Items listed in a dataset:
[Start of section]

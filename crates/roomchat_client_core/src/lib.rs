#![forbid(unsafe_code)]

//! Realtime chat session core.
//!
//! A [`ChatSessionFacade`] owns one session: a connection with reconnect backoff, a single joined room, an
//! ordered message timeline, and an outbound dispatcher with optimistic rendering and ack-driven retries.
//! All state is driven by one tokio task; the facade exposes a [`SessionSnapshot`] read model and a stream
//! of [`SessionEvent`]s.

pub mod config;
pub mod connection;
pub mod dispatcher;
pub mod error;
pub mod facade;
pub mod reconnect;
pub mod room;
pub mod session;
pub mod store;
pub mod transport;

pub use config::{ClientConfig, SecretString, load_client_config, load_client_config_from_path};
pub use connection::{ConnectionManager, ConnectionState};
pub use dispatcher::{FailedSend, OutboundDispatcher};
pub use error::{ClientCoreError, JoinError};
pub use facade::ChatSessionFacade;
pub use reconnect::BackoffConfig;
pub use room::{JoinOutcome, RoomSession};
pub use session::{SessionEvent, SessionSnapshot};
pub use store::MessageStore;
pub use transport::{ConnectRequest, Connector, LoopbackPeer, TransportEvent, TransportLink, websocket_connector};

/// Wire protocol version spoken by this client.
pub const PROTOCOL_VERSION: u32 = roomchat_protocol::version::PROTOCOL_VERSION_U32;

[End of section]

Action item —
Show all lines from the records above where the word "store" occurs.

Your solution —
pub mod store;
pub use store::MessageStore;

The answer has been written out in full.